Conciderando ainda a linguagem como não transparente, a AD procura
entender “como este texto significa”(ORLANDI, 2005, p.17) e não o que ele diz,
como ressalva Minton Pinto. “A análise do discurso não se interessa tanto pelo que
o texto diz ou mostra, pois nao é uma interpretação semântica de conteúdos, mas
sim em como e porque o diz e mostra”.(PINTO, 2002, p.27)

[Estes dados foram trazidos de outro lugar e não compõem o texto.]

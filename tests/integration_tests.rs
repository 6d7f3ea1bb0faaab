use fuzztrie::prelude::*;
use std::collections::HashSet;

#[test]
fn test_single_edit_matching() {
    let dfa = ByteAutomaton::from_pattern("hello", 1);

    assert!(dfa.matches("hell"), "one deletion");
    assert!(dfa.matches("hellp"), "one substitution");
    assert!(dfa.matches("helloo"), "one insertion");
    assert!(dfa.matches("hello"), "exact");
    assert!(!dfa.matches("hall"), "two edits away");
    assert!(!dfa.matches("help me"), "far away");
}

#[test]
fn test_zero_distance_is_exact_match() {
    let dfa = ByteAutomaton::from_pattern("hello", 0);
    assert!(dfa.matches("hello"));
    assert!(!dfa.matches("hell"));
    assert!(!dfa.matches("helloo"));
}

#[test]
fn test_retrieval_scenarios() {
    let index: ByteIndex<&str> = ByteIndex::from_pairs(vec![
        ("hello", "world"),
        ("hall", "vestibule"),
    ]);

    let hell: HashSet<&str> = index.retrieve("hell", 1).collect();
    assert_eq!(hell, HashSet::from(["world", "vestibule"]));

    let hall: HashSet<&str> = index.retrieve("hall", 1).collect();
    assert_eq!(hall, HashSet::from(["vestibule"]));

    assert_eq!(index.retrieve_list("hello", 0), vec!["world"]);
}

#[test]
fn test_retrieval_against_reference_distance() {
    let words = [
        "bat", "cat", "cart", "card", "care", "cast", "chat", "coat", "cost", "scat",
    ];
    let index: ByteIndex<String> =
        ByteIndex::from_pairs(words.iter().map(|w| (*w, w.to_string())));

    for max_distance in 0..3 {
        let found: HashSet<String> = index.retrieve("cat", max_distance).collect();
        let expected: HashSet<String> = words
            .iter()
            .filter(|w| levenshtein_distance("cat", w) <= max_distance)
            .map(|w| w.to_string())
            .collect();
        assert_eq!(found, expected, "max_distance = {max_distance}");
    }
}

#[test]
fn test_large_distance_returns_everything() {
    let words = ["foo", "bar", "baz", "qux", "quo"];
    let index: ByteIndex<String> =
        ByteIndex::from_pairs(words.iter().map(|w| (*w, w.to_string())));

    let found: HashSet<String> = index.retrieve("quuo", 99).collect();
    let expected: HashSet<String> = words.iter().map(|w| w.to_string()).collect();
    assert_eq!(found, expected);
}

#[test]
fn test_unicode_char_level() {
    let dfa = CharAutomaton::from_pattern("über", 1);
    assert!(dfa.matches("uber"));
    assert!(dfa.matches("über"));
    assert!(!dfa.matches("ober "));

    let index: CharIndex<u32> = CharIndex::from_pairs(vec![("café", 1), ("carve", 2)]);
    let found: HashSet<u32> = index.retrieve("cafe", 1).collect();
    assert_eq!(found, HashSet::from([1]));
}

#[test]
fn test_byte_level_multibyte_penalty() {
    // At byte level a two-byte code point costs two edits.
    let dfa = ByteAutomaton::from_pattern("café", 1);
    assert!(!dfa.matches("cafe"));

    let dfa = ByteAutomaton::from_pattern("café", 2);
    assert!(dfa.matches("cafe"));
}

#[test]
fn test_empty_query_and_pattern() {
    let empty = ByteAutomaton::from_pattern("", 0);
    assert!(empty.matches(""));
    assert!(!empty.matches("a"));

    let loose = ByteAutomaton::from_pattern("", 2);
    assert!(loose.matches("ab"));
    assert!(!loose.matches("abc"));

    let word = ByteAutomaton::from_pattern("ab", 2);
    assert!(word.matches(""));
}

#[test]
fn test_query_much_longer_than_pattern() {
    let dfa = ByteAutomaton::from_pattern("hr", 5);
    assert!(dfa.matches("aahaara"), "distance is 5");
    assert!(!ByteAutomaton::from_pattern("hr", 4).matches("aahaara"));
}

#[test]
fn test_builder_end_to_end() {
    let dfa: ByteAutomaton = AutomatonBuilder::new()
        .pattern("builder")
        .max_distance(1)
        .build()
        .unwrap();
    assert!(dfa.matches("bulder"));

    let missing: Result<ByteAutomaton, _> = AutomatonBuilder::new().build();
    assert_eq!(missing.unwrap_err(), BuilderError::MissingPattern);
}

#[test]
fn test_debug_print_smoke() {
    let dfa = ByteAutomaton::from_pattern("ab", 1);
    let mut listing = String::new();
    dfa.debug_print(&mut listing).unwrap();

    eprintln!("{listing}");
    assert!(listing.starts_with("state 0"));
    assert!(listing.contains("->"));
}

#[test]
fn test_index_traversal_surfaces() {
    let index: ByteIndex<u32> =
        ByteIndex::from_pairs(vec![("pear", 4), ("apple", 1), ("plum", 5)]);

    let listed: Vec<(String, u32)> = index.to_list();
    let streamed: Vec<(String, u32)> = index.pairs().collect();
    assert_eq!(listed, streamed);

    let total = index.fold(0, |acc, _, value| acc + value);
    assert_eq!(total, 10);

    let mut seen = 0;
    index.for_each(|_, _| seen += 1);
    assert_eq!(seen, 3);
}

#[test]
fn test_removed_keys_are_not_retrieved() {
    let index: ByteIndex<&str> = ByteIndex::from_pairs(vec![("hello", "a"), ("hullo", "b")]);
    let pruned = index.remove("hullo");

    let found: HashSet<&str> = pruned.retrieve("hello", 1).collect();
    assert_eq!(found, HashSet::from(["a"]));

    // The original index still sees both.
    assert_eq!(index.retrieve_list("hello", 1).len(), 2);
}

A questao é que a AD não trabalha apenas para entender o que os textos
exemplificam, mas tem o intuito de produzir conhecimentos a partir do próprio texto,
ou seja, trabalha em busca de se estabelecer um determinado sentido. Assim, para
a AD, nos estudos discursivos não existe separação entre forma e conteúdo, ou
seja, possuem uma relaçao de reciprocidade . Diante disso, trabalha a confluência
entre a linguística, a história e a ideologia, constituindo assim o novo objeto de
estudos, o discurso.
2.2 DISCURSO E PODER
Foucault (2008) entende o discurso como um “ conjunto de enunciados que
se apoiam em um mesmo sistema de formação”, além disso, para ele
O discurso - como a psicanálise nos mostrou - não é simplesmente aquilo que manifesta (ou oculta) o desejo; é, também, aquilo que é o objeto do desejo; e visto que – isto a história não cessa de nos ensinar - o discurso não é simplesmente aquilo que traduz as lutas ou os sistemas de dominação, mas aquilo por que, pelo que se luta, o poder do qual nos queremos apoderar. (FOUCAULT, 2004, p.10)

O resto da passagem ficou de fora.